------ The input

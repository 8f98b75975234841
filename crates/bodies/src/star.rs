//! Host star record supplied by the caller.

use stargen_core::constants::DEFAULT_NAME;

use crate::release::ReleaseReport;

/// Caller-supplied star description.
///
/// A zero mass means "derive from luminosity" and a zero luminosity means
/// "derive from mass"; generation rejects a star where both are zero.
#[derive(Debug, Clone, PartialEq)]
pub struct Star {
    pub name: Option<String>,
    /// Mass in solar masses.
    pub mass: f64,
    /// Luminosity in solar luminosities.
    pub luminosity: f64,
}

impl Star {
    /// Zero-valued star carrying the placeholder name.
    pub fn new() -> Self {
        Self {
            name: Some(DEFAULT_NAME.to_string()),
            mass: 0.0,
            luminosity: 0.0,
        }
    }

    pub fn with_name(mut self, name: impl Into<String>) -> Self {
        self.name = Some(name.into());
        self
    }

    pub fn with_mass(mut self, mass: f64) -> Self {
        self.mass = mass;
        self
    }

    pub fn with_luminosity(mut self, luminosity: f64) -> Self {
        self.luminosity = luminosity;
        self
    }

    pub fn name(&self) -> Option<&str> {
        self.name.as_deref()
    }

    /// True unless both mass and luminosity are exactly zero.
    pub fn has_mass_or_luminosity(&self) -> bool {
        !(self.mass == 0.0 && self.luminosity == 0.0)
    }

    /// Drop the owned name. Safe to call repeatedly.
    pub fn release(&mut self) -> ReleaseReport {
        ReleaseReport {
            names: usize::from(self.name.take().is_some()),
            ..ReleaseReport::default()
        }
    }
}

impl Default for Star {
    fn default() -> Self {
        Self::new()
    }
}
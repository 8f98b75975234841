//! Request manifests for stargen: serde models and YAML/TOML loaders.

use std::fs::File;
use std::path::{Path, PathBuf};

use serde::Deserialize;
use stargen_core::constants::{
    DEFAULT_ECCENTRICITY_COEFFICIENT, DEFAULT_FLAG_CHAR, DEFAULT_INNER_PLANET_FACTOR, DEFAULT_NAME,
};
use thiserror::Error;

/// One generation request as written in a manifest. Omitted fields take the
/// same defaults as a freshly initialised request.
#[derive(Debug, Deserialize, Clone, PartialEq)]
pub struct RequestConfig {
    #[serde(default = "default_name")]
    pub system_name: String,
    #[serde(default = "default_flag_char")]
    pub flag_char: char,
    #[serde(default)]
    pub sys_no: i32,
    #[serde(default)]
    pub rng_seed: u64,
    #[serde(default)]
    pub star: Option<StarConfig>,
    #[serde(default)]
    pub inner_dust_limit: f64,
    #[serde(default)]
    pub outer_planet_limit: f64,
    #[serde(default = "default_eccentricity_coefficient")]
    pub eccentricity_coefficient: f64,
    #[serde(default = "default_inner_planet_factor")]
    pub inner_planet_factor: f64,
    #[serde(default)]
    pub do_gases: bool,
    #[serde(default)]
    pub do_moons: bool,
    /// When present, generation runs in seed mode around these bodies.
    #[serde(default)]
    pub seed_system: Option<Vec<SeedBodyConfig>>,
}

/// Host star block of a manifest.
#[derive(Debug, Deserialize, Clone, PartialEq)]
pub struct StarConfig {
    #[serde(default = "default_name")]
    pub name: String,
    #[serde(default)]
    pub mass: f64,
    #[serde(default)]
    pub luminosity: f64,
}

/// Pre-existing body supplied as part of a seed system.
#[derive(Debug, Deserialize, Clone, PartialEq)]
pub struct SeedBodyConfig {
    pub semi_major_axis_au: f64,
    #[serde(default)]
    pub eccentricity: f64,
    #[serde(default)]
    pub dust_mass: f64,
    #[serde(default)]
    pub gas_mass: f64,
    #[serde(default)]
    pub moons: Vec<SeedBodyConfig>,
}

/// Errors that can occur while loading configuration files.
#[derive(Debug, Error)]
pub enum ConfigError {
    #[error("failed to read manifest: {0}")]
    Io(#[from] std::io::Error),
    #[error("failed to parse YAML: {0}")]
    Parse(#[from] serde_yaml::Error),
    #[error("failed to parse TOML: {0}")]
    Toml(#[from] toml::de::Error),
}

fn default_name() -> String {
    DEFAULT_NAME.to_string()
}

fn default_flag_char() -> char {
    DEFAULT_FLAG_CHAR
}

fn default_eccentricity_coefficient() -> f64 {
    DEFAULT_ECCENTRICITY_COEFFICIENT
}

fn default_inner_planet_factor() -> f64 {
    DEFAULT_INNER_PLANET_FACTOR
}

/// Load request manifests from a YAML list, a single TOML file, or a directory of TOML files.
pub fn load_requests<P: AsRef<Path>>(path: P) -> Result<Vec<RequestConfig>, ConfigError> {
    load_records(path)
}

/// Parse a single TOML manifest held in memory.
pub fn parse_request_toml(contents: &str) -> Result<RequestConfig, ConfigError> {
    Ok(toml::from_str(contents)?)
}

fn load_records<T, P>(path: P) -> Result<Vec<T>, ConfigError>
where
    T: for<'de> Deserialize<'de>,
    P: AsRef<Path>,
{
    let path = path.as_ref();
    if path.is_dir() {
        read_dir_records(path)
    } else if path.extension().map(|ext| ext == "toml").unwrap_or(false) {
        let contents = std::fs::read_to_string(path)?;
        let record: T = toml::from_str(&contents)?;
        Ok(vec![record])
    } else {
        let reader = File::open(path)?;
        Ok(serde_yaml::from_reader(reader)?)
    }
}

fn read_dir_records<T>(dir: &Path) -> Result<Vec<T>, ConfigError>
where
    T: for<'de> Deserialize<'de>,
{
    let mut records = Vec::new();
    let mut entries: Vec<PathBuf> = std::fs::read_dir(dir)?
        .filter_map(|entry| entry.ok().map(|e| e.path()))
        .filter(|path| path.extension().map(|ext| ext == "toml").unwrap_or(false))
        .collect();
    entries.sort();
    for path in entries {
        let contents = std::fs::read_to_string(&path)?;
        let record: T = toml::from_str(&contents)?;
        records.push(record);
    }
    Ok(records)
}
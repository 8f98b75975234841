//! Generation failures and their result-code taxonomy.

use std::fmt;

use stargen_generator::GeneratorError;
use thiserror::Error;

/// Why a generation request was refused or failed.
#[derive(Debug, Error, Clone, PartialEq)]
pub enum GenerationError {
    #[error("{field} was invalid: {value}")]
    InvalidArgument { field: &'static str, value: f64 },
    #[error("either mass or luminosity (or both) must be assigned to the star before generation")]
    MasslessStar,
    #[error("{0} was not set")]
    NullReference(&'static str),
    #[error("invalid state: {0}")]
    InvalidState(&'static str),
    /// Reserved; nothing raises it yet.
    #[error("{0} was not initialised")]
    UninitializedInput(&'static str),
    /// Reserved; requests are single-owner so nothing raises it yet.
    #[error("request is locked by another caller")]
    Lock,
    #[error("generator failed: {0}")]
    Generator(#[from] GeneratorError),
}

impl GenerationError {
    pub fn kind(&self) -> ErrorKind {
        match self {
            Self::InvalidArgument { .. } | Self::MasslessStar => ErrorKind::InvalidArgument,
            Self::NullReference(_) => ErrorKind::NullReference,
            Self::InvalidState(_) => ErrorKind::InvalidState,
            Self::UninitializedInput(_) => ErrorKind::UninitializedInput,
            Self::Lock => ErrorKind::LockError,
            Self::Generator(_) => ErrorKind::GeneratorFailure,
        }
    }
}

/// Result categories with stable numeric codes.
#[derive(Debug, Clone, Copy, PartialEq, Eq, Hash)]
pub enum ErrorKind {
    Success,
    InvalidArgument,
    UninitializedInput,
    NullReference,
    InvalidState,
    LockError,
    GeneratorFailure,
}

impl ErrorKind {
    const ALL: [Self; 7] = [
        Self::Success,
        Self::InvalidArgument,
        Self::UninitializedInput,
        Self::NullReference,
        Self::InvalidState,
        Self::LockError,
        Self::GeneratorFailure,
    ];

    pub fn code(self) -> i32 {
        match self {
            Self::Success => 0,
            Self::InvalidArgument => 1,
            Self::UninitializedInput => 2,
            Self::NullReference => 3,
            Self::InvalidState => 4,
            Self::LockError => 5,
            Self::GeneratorFailure => 6,
        }
    }

    pub fn from_code(code: i32) -> Option<Self> {
        Self::ALL.into_iter().find(|kind| kind.code() == code)
    }

    /// Category of an operation's outcome.
    pub fn of<T>(result: &Result<T, GenerationError>) -> Self {
        match result {
            Ok(_) => Self::Success,
            Err(err) => err.kind(),
        }
    }
}

impl fmt::Display for ErrorKind {
    fn fmt(&self, f: &mut fmt::Formatter<'_>) -> fmt::Result {
        let label = match self {
            Self::Success => "success",
            Self::InvalidArgument => "invalid argument",
            Self::UninitializedInput => "uninitialized input",
            Self::NullReference => "null reference",
            Self::InvalidState => "invalid state",
            Self::LockError => "lock error",
            Self::GeneratorFailure => "generator failure",
        };
        f.write_str(label)
    }
}

#[cfg(test)]
mod tests {
    use super::*;

    #[test]
    fn codes_round_trip_and_stay_stable() {
        for kind in ErrorKind::ALL {
            assert_eq!(ErrorKind::from_code(kind.code()), Some(kind));
        }
        assert_eq!(ErrorKind::NullReference.code(), 3);
        assert_eq!(ErrorKind::LockError.code(), 5);
        assert_eq!(ErrorKind::from_code(-1), None);
    }

    #[test]
    fn massless_star_is_an_invalid_argument() {
        assert_eq!(GenerationError::MasslessStar.kind(), ErrorKind::InvalidArgument);
        assert_eq!(ErrorKind::of::<()>(&Ok(())), ErrorKind::Success);
    }
}
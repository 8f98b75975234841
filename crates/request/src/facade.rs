//! Re-exported APIs for consumers of the request crate.

pub use crate::error::{ErrorKind, GenerationError};
pub use crate::request::{GenerationRequest, GenerationState};
pub use stargen_bodies::{Atmosphere, BodyKind, BodyList, CelestialBody, ReleaseReport, Star};
pub use stargen_generator::{
    AccretionGenerator, GeneratedSystem, GenerationParameters, Generator, GeneratorError,
    GeneratorInput, StellarProfile,
};

pub mod manifest {
    use stargen_bodies::{BodyList, CelestialBody, Star};
    use stargen_config::{RequestConfig, SeedBodyConfig, StarConfig};
    use stargen_generator::GenerationParameters;

    use crate::request::GenerationRequest;

    /// Build a pending request from a parsed manifest.
    ///
    /// Seed mode is switched on exactly when the manifest carries a seed system.
    pub fn from_config(config: &RequestConfig) -> GenerationRequest {
        let mut request = GenerationRequest::new();
        request.flag_char = config.flag_char;
        request.sys_no = config.sys_no;
        request.system_name = Some(config.system_name.clone());
        request.rng_seed = config.rng_seed;
        request.star = config.star.as_ref().map(star_from_config);
        request.parameters = GenerationParameters {
            inner_dust_limit: config.inner_dust_limit,
            outer_planet_limit: config.outer_planet_limit,
            eccentricity_coefficient: config.eccentricity_coefficient,
            inner_planet_factor: config.inner_planet_factor,
            do_gases: config.do_gases,
            do_moons: config.do_moons,
        };
        if let Some(seed) = &config.seed_system {
            request.attach_seed_system(seed.iter().map(seed_body_from_config).collect());
        }
        request
    }

    pub fn star_from_config(config: &StarConfig) -> Star {
        Star::new()
            .with_name(config.name.clone())
            .with_mass(config.mass)
            .with_luminosity(config.luminosity)
    }

    fn seed_body_from_config(config: &SeedBodyConfig) -> CelestialBody {
        let mut body = CelestialBody::new()
            .with_orbit(config.semi_major_axis_au, config.eccentricity)
            .with_mass(config.dust_mass, config.gas_mass);
        body.moons = config
            .moons
            .iter()
            .map(seed_body_from_config)
            .collect::<BodyList>();
        body
    }
}
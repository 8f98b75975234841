//! Generation request façade: configure a star system, generate it once, release it.

pub mod error;
pub mod request;

pub use facade::*;
pub use stargen_bodies as bodies;
pub use stargen_generator as generator;

mod facade;
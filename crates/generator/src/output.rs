//! What a generator hands back.

use stargen_bodies::BodyList;

/// Host star properties after generation filled in whatever the caller left at zero.
#[derive(Debug, Clone, PartialEq)]
pub struct StellarProfile {
    pub name: String,
    /// Solar masses.
    pub mass: f64,
    /// Solar luminosities.
    pub luminosity: f64,
    pub ecosphere_radius_au: f64,
    pub lifetime_years: f64,
    pub age_years: f64,
}

/// Result of a single generation run.
#[derive(Debug, Clone, PartialEq)]
pub struct GeneratedSystem {
    pub stellar_profile: StellarProfile,
    /// Innermost-to-outermost planets.
    pub planets: BodyList,
}

impl GeneratedSystem {
    pub fn planet_count(&self) -> usize {
        self.planets.len()
    }

    /// Moons at any depth below the planets.
    pub fn moon_count(&self) -> usize {
        self.planets.total_bodies() - self.planets.len()
    }
}
#[cfg(test)]
mod tests {
    use stargen_bodies::{Atmosphere, CelestialBody};
    use stargen_generator::GeneratorError;

    use super::*;
    use crate::error::ErrorKind;

    /// Generator double that counts calls and returns a fixed tree.
    struct Recording {
        calls: usize,
        planets: usize,
        moons: usize,
    }

    impl Recording {
        fn new(planets: usize, moons: usize) -> Self {
            Self {
                calls: 0,
                planets,
                moons,
            }
        }
    }

    impl Generator for Recording {
        fn generate(
            &mut self,
            input: &GeneratorInput<'_>,
        ) -> Result<GeneratedSystem, GeneratorError> {
            self.calls += 1;
            let planets = (0..self.planets)
                .map(|i| {
                    let mut planet = CelestialBody::new()
                        .with_orbit(1.0 + i as f64, 0.0)
                        .with_atmosphere(Atmosphere::new().with_gas(7, 1_000.0));
                    for _ in 0..self.moons {
                        planet = planet.with_moon(CelestialBody::new());
                    }
                    planet
                })
                .collect();
            Ok(GeneratedSystem {
                stellar_profile: StellarProfile {
                    name: input.system_name.to_string(),
                    mass: input.star.mass,
                    luminosity: input.star.luminosity,
                    ecosphere_radius_au: 1.0,
                    lifetime_years: 1.0e10,
                    age_years: 4.6e9,
                },
                planets,
            })
        }
    }

    struct Failing;

    impl Generator for Failing {
        fn generate(&mut self, _: &GeneratorInput<'_>) -> Result<GeneratedSystem, GeneratorError> {
            Err(GeneratorError::InvalidInput("boom".to_string()))
        }
    }

    fn ready_request() -> GenerationRequest {
        let mut request = GenerationRequest::new();
        request.attach_star(Star::new().with_mass(1.0));
        request
    }

    #[test]
    fn new_request_has_documented_defaults() {
        let request = GenerationRequest::new();
        assert!(request.star.is_none());
        assert!(!request.use_seed_system);
        assert!(request.seed_system.is_none());
        assert_eq!(request.flag_char, '?');
        assert_eq!(request.sys_no, 0);
        assert_eq!(request.system_name.as_deref(), Some("Unnamed"));
        assert_eq!(request.parameters.inner_dust_limit, 0.0);
        assert_eq!(request.parameters.outer_planet_limit, 0.0);
        assert_eq!(request.parameters.eccentricity_coefficient, 0.077);
        assert_eq!(request.parameters.inner_planet_factor, 0.3);
        assert!(!request.parameters.do_gases);
        assert!(!request.parameters.do_moons);
        assert!(!request.is_generated());
        assert_eq!(request.state(), &GenerationState::Pending);
    }

    #[test]
    fn checks_run_in_order() {
        let mut request = GenerationRequest::new();
        request.use_seed_system = true;
        request.system_name = None;
        request.sys_no = -1;
        assert_eq!(
            request.validate().unwrap_err(),
            GenerationError::NullReference("seed system")
        );

        request.use_seed_system = false;
        assert_eq!(
            request.validate().unwrap_err(),
            GenerationError::NullReference("system name")
        );

        request.set_system_name("Ordered");
        assert_eq!(
            request.validate().unwrap_err(),
            GenerationError::NullReference("star")
        );

        request.attach_star(Star::new());
        assert_eq!(request.validate().unwrap_err(), GenerationError::MasslessStar);

        request.star = Some(Star::new().with_luminosity(1.0));
        assert_eq!(request.validate().unwrap_err().kind(), ErrorKind::InvalidArgument);

        request.sys_no = 0;
        request.parameters.inner_dust_limit = -0.5;
        request.parameters.inner_planet_factor = -1.0;
        assert_eq!(
            request.validate().unwrap_err(),
            GenerationError::InvalidArgument {
                field: "inner_dust_limit",
                value: -0.5
            }
        );
    }

    #[test]
    fn empty_seed_system_counts_as_missing() {
        let mut request = ready_request();
        request.attach_seed_system(BodyList::new());
        let mut generator = Recording::new(1, 0);
        assert_eq!(
            request.generate(&mut generator).unwrap_err(),
            GenerationError::NullReference("seed system")
        );
        assert_eq!(generator.calls, 0);
        assert!(!request.is_generated());
    }

    #[test]
    fn each_negative_parameter_is_rejected() {
        let setters: [fn(&mut GenerationParameters); 4] = [
            |p| p.inner_dust_limit = -1.0,
            |p| p.outer_planet_limit = -1.0,
            |p| p.eccentricity_coefficient = -1.0,
            |p| p.inner_planet_factor = -1.0,
        ];
        for set in setters {
            let mut request = ready_request();
            set(&mut request.parameters);
            let mut generator = Recording::new(1, 0);
            let err = request.generate(&mut generator).unwrap_err();
            assert_eq!(err.kind(), ErrorKind::InvalidArgument);
            assert_eq!(generator.calls, 0);
            assert!(!request.is_generated());
        }
    }

    #[test]
    fn nan_parameter_is_rejected() {
        let mut request = ready_request();
        request.parameters.outer_planet_limit = f64::NAN;
        assert_eq!(
            request.validate().unwrap_err().kind(),
            ErrorKind::InvalidArgument
        );
    }

    #[test]
    fn generator_runs_once_and_output_is_kept() {
        let mut request = ready_request();
        let mut generator = Recording::new(3, 2);

        let planets = request.generate(&mut generator).expect("first").planet_count();
        assert_eq!(planets, 3);
        let before = request.generated_system().expect("output").clone();

        let err = request.generate(&mut generator).unwrap_err();
        assert_eq!(err.kind(), ErrorKind::InvalidState);
        assert_eq!(generator.calls, 1);
        assert_eq!(request.generated_system().expect("output"), &before);
    }

    #[test]
    fn generator_failure_leaves_request_pending() {
        let mut request = ready_request();
        let err = request.generate(&mut Failing).unwrap_err();
        assert_eq!(err.kind(), ErrorKind::GeneratorFailure);
        assert!(!request.is_generated());

        request.generate(&mut Recording::new(1, 0)).expect("retry");
        assert!(request.is_generated());
    }

    #[test]
    fn views_before_generation_are_invalid_state() {
        let request = ready_request();
        assert_eq!(
            request.planets().unwrap_err().kind(),
            ErrorKind::InvalidState
        );
        assert_eq!(
            request.stellar_profile().unwrap_err().kind(),
            ErrorKind::InvalidState
        );
    }

    #[test]
    fn release_counts_everything_and_is_idempotent() {
        let (n, m) = (3, 2);
        let mut request = ready_request();
        request.attach_seed_system(vec![CelestialBody::new().with_orbit(1.0, 0.0)].into());
        request.generate(&mut Recording::new(n, m)).expect("generate");

        let report = request.release();
        assert_eq!(report.stars, 1);
        // star name + system name
        assert_eq!(report.names, 2);
        assert_eq!(report.lists, 2);
        assert_eq!(report.bodies, 1 + n * (m + 1));
        assert_eq!(report.atmospheres, n);

        assert!(request.star.is_none());
        assert!(request.seed_system.is_none());
        assert!(request.system_name.is_none());
        assert_eq!(request.state(), &GenerationState::Released);
        assert!(request.is_generated());

        assert!(request.release().is_empty());
        assert_eq!(
            request.generate(&mut Recording::new(1, 0)).unwrap_err().kind(),
            ErrorKind::InvalidState
        );
    }

    #[test]
    fn release_of_fresh_request_only_drops_the_name() {
        let mut request = GenerationRequest::new();
        let report = request.release();
        assert_eq!(report.names, 1);
        assert_eq!(report.allocations(), 1);
        assert_eq!(request.state(), &GenerationState::Pending);
    }
}
//! Inputs handed to a generator.

use stargen_bodies::{BodyList, Star};
use stargen_core::constants::{DEFAULT_ECCENTRICITY_COEFFICIENT, DEFAULT_INNER_PLANET_FACTOR};

/// Numeric tuning and feature switches for generation.
///
/// A limit of `0.0` means "no limit / use the generator's default".
#[derive(Debug, Clone, Copy, PartialEq)]
pub struct GenerationParameters {
    /// Inner edge of the dust disk (AU).
    pub inner_dust_limit: f64,
    /// Outermost orbit a planet may occupy (AU).
    pub outer_planet_limit: f64,
    pub eccentricity_coefficient: f64,
    pub inner_planet_factor: f64,
    /// Compute atmospheric gas composition.
    pub do_gases: bool,
    /// Generate moons.
    pub do_moons: bool,
}

impl Default for GenerationParameters {
    fn default() -> Self {
        Self {
            inner_dust_limit: 0.0,
            outer_planet_limit: 0.0,
            eccentricity_coefficient: DEFAULT_ECCENTRICITY_COEFFICIENT,
            inner_planet_factor: DEFAULT_INNER_PLANET_FACTOR,
            do_gases: false,
            do_moons: false,
        }
    }
}

/// Borrowed view of a validated request.
#[derive(Debug, Clone, Copy)]
pub struct GeneratorInput<'a> {
    pub star: &'a Star,
    /// Present exactly when seed mode is on.
    pub seed_system: Option<&'a BodyList>,
    pub flag_char: char,
    pub sys_no: i32,
    pub system_name: &'a str,
    pub parameters: &'a GenerationParameters,
}
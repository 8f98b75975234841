//! Star records and the owned planet/moon/atmosphere tree produced by generation.
//!
//! Every body exclusively owns its atmosphere and its moon list. Sibling order
//! is positional inside the owning [`BodyList`], so walking to the next planet
//! never carries responsibility for releasing it.

pub mod atmosphere;
pub mod body;
pub mod list;
pub mod release;
pub mod star;

pub use atmosphere::{Atmosphere, Gas};
pub use body::{BodyKind, CelestialBody};
pub use list::BodyList;
pub use release::ReleaseReport;
pub use star::Star;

------------

*Exercise brief*. If a line in the material above contains "means", show that line.

*Response area*.
/// A zero mass means "derive from luminosity" and a zero luminosity means
/// A limit of `0.0` means "no limit / use the generator's default".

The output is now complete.